Les Mikesell <lesmikesell@gmail.com> wrote on 09/17/2012 01:34:33 PM:

> On Mon, Sep 17, 2012 at 11:05 AM, Timothy J Massey
> <tmassey@obscorp.com> wrote:
> >
> >
> > I'm writing a longer reply, but here's a quick in-thread reply:
> >
> > I know exactly what you mean by waiting until after the first full.  Often
> > the second full will be faster -- but only *IF* you are bandwidth limited
> > will you will see an improvement.  In this case, neither him nor I are
> > bandwidth limited.  I don't see an improvement.
> The 2nd might even be slower, since the server side has to decompress
> and recompute the checksums.

Interesting possibility.  However, on the "big" server, it's new enough to see the first backup.  First one took 9987 minutes, and the second took 5558.  The third took         5502.  So there *was* a significant "speedup" between the first and second.  But I'm still only getting 442MB/minute, or 7MB/s.  That server really should be able to get 5 times as much without breaking a sweat.  1100 minutes is still a long time, but manageable.  5500 minutes is nearly four *days*...  :(

> There's little risk of file-level corruption that would still let the
> checksums cached at the end of the file match unless you have bad RAM
> (which would likely cause crashes) or physical disk block corruption
> which you can check relatively quickly with a 'cat /dev/sd?
> >/dev/null' or a smartctl test run followed by checking the status.
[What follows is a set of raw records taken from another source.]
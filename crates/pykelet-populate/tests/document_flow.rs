//! End-to-end population of a loaded markup document.

use pykelet_content::{locate_all_blocks, locate_first_block, parse_block};
use pykelet_core::ConfigProvider;
use pykelet_document::{Document, parse_document};
use pykelet_populate::{PopulateOutcome, ReadySignal, bootstrap, initialize, populate_display_targets};

#[derive(Clone, Default)]
struct PageConfig {
    container_class: Option<String>,
    disabled: bool,
}

impl ConfigProvider for PageConfig {
    fn project_name(&self) -> &str {
        "pages"
    }

    fn container_class(&self) -> Option<&str> {
        self.container_class.as_deref()
    }

    fn population_disabled(&self) -> bool {
        self.disabled
    }
}

const PAGE: &str = r#"<!DOCTYPE html>
<!--PYKELET
DESCRIPTION: This tool helps identify the most important parts in a text.
TITLE:       Identify key phrases in a text.
URL:         https://example.com:8080/path
-->
<html>
<head><title id="TITLE">untitled</title></head>
<body>
<h1 id="TITLE-heading">Heading</h1>
<p id="DESCRIPTION">...</p>
<a id="URL"/>
<div>
<!--PYKELET
TITLE: nested and ignored
-->
</div>
</body>
</html>
"#;

fn text_of(doc: &Document, id: &str) -> String {
    doc.find_by_id(id).map(|el| el.text()).unwrap_or_default()
}

#[test]
fn test_bootstrap_then_ready_populates_document() {
    let mut doc = parse_document(PAGE).unwrap();
    let mut signal = ReadySignal::new();
    let state = bootstrap(doc.root(), PageConfig::default(), &mut signal);

    assert_eq!(state.get("TITLE"), Some("Identify key phrases in a text."));
    assert_eq!(text_of(&doc, "TITLE"), "untitled");

    signal.fire(&mut doc);

    assert_eq!(text_of(&doc, "TITLE"), "Identify key phrases in a text.");
    assert_eq!(text_of(&doc, "URL"), "https://example.com:8080/path");
    assert!(text_of(&doc, "DESCRIPTION").starts_with("This tool"));
    assert_eq!(text_of(&doc, "TITLE-heading"), "Heading");
}

#[test]
fn test_population_is_idempotent_on_document() {
    let mut doc = parse_document(PAGE).unwrap();
    let state = initialize(doc.root(), PageConfig::default());

    populate_display_targets(&state, &mut doc, false);
    let once = doc.to_string();
    populate_display_targets(&state, &mut doc, false);

    assert_eq!(doc.to_string(), once);
}

#[test]
fn test_opt_out_then_force() {
    let mut doc = parse_document(PAGE).unwrap();
    let config = PageConfig {
        disabled: true,
        ..Default::default()
    };
    let mut signal = ReadySignal::new();
    let state = bootstrap(doc.root(), config, &mut signal);

    signal.fire(&mut doc);
    assert_eq!(text_of(&doc, "TITLE"), "untitled");

    let outcome = populate_display_targets(&state, &mut doc, true);
    assert!(matches!(outcome, PopulateOutcome::Applied(_)));
    assert_eq!(text_of(&doc, "TITLE"), "Identify key phrases in a text.");
}

#[test]
fn test_no_block_leaves_document_untouched() {
    let markup = "<html><body><h1 id=\"TITLE\">keep</h1><!-- just a note --></body></html>";
    let mut doc = parse_document(markup).unwrap();
    let mut signal = ReadySignal::new();
    let state = bootstrap(doc.root(), PageConfig::default(), &mut signal);
    assert!(!state.has_metadata());

    signal.fire(&mut doc);
    assert_eq!(doc.to_string(), markup);
}

#[test]
fn test_nested_block_not_discovered() {
    let doc = parse_document("<html><body><!--PYKELET\nTITLE: deep\n--></body></html>").unwrap();
    assert!(locate_first_block(doc.root()).is_none());
}

#[test]
fn test_markdown_body_container_preferred() {
    let markup = r#"<html><body><article class="markdown-body"><!--PYKELET
TITLE: From container
--><h1 id="TITLE"></h1></article></body></html>"#;
    let mut doc = parse_document(markup).unwrap();
    let config = PageConfig {
        container_class: Some("markdown-body".into()),
        ..Default::default()
    };
    let state = initialize(doc.root(), config);
    assert_eq!(state.get("TITLE"), Some("From container"));

    populate_display_targets(&state, &mut doc, false);
    assert_eq!(text_of(&doc, "TITLE"), "From container");
}

#[test]
fn test_index_container_lists_every_block() {
    let markup = r#"<data id="INDEX">
<!--PYKELET
TITLE: First tool
FILENAME: first.html
-->
<!--PYKELET
TITLE: Second tool
FILENAME: second.html
-->
<!-- unrelated -->
</data>"#;
    let doc = parse_document(markup).unwrap();
    let container = doc.node_by_id("INDEX").unwrap();

    let blocks = locate_all_blocks(container);
    assert_eq!(blocks.len(), 2);

    let filenames: Vec<String> = blocks
        .into_iter()
        .filter_map(parse_block)
        .filter_map(|m| m.get("FILENAME").map(str::to_string))
        .collect();
    assert_eq!(filenames, vec!["first.html", "second.html"]);
}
It's disk block corruption caused by (silently) failing drives I'm most worried about.  It wasn't until a data-loss event a few months ago that I found that smartd was not set up properly--and I'm not certain that SMART would have actually helped in this case.  (Fortunately, the loss of data was on the backup server alone, and no one needed that data at that moment, and my off-site archives were unaffected, but I still didn't like it.)  I *do* scrub the array (the default is weekly, I believe),  and now have both SMART and md configured to e-mail alerts.

But I still like the extra protection of *directly* comparing the files.  But not enough to take 4 days to do a backup!  :)

I'm working on investigating each of these possibilities to improve performance.  I will let everyone know what I find.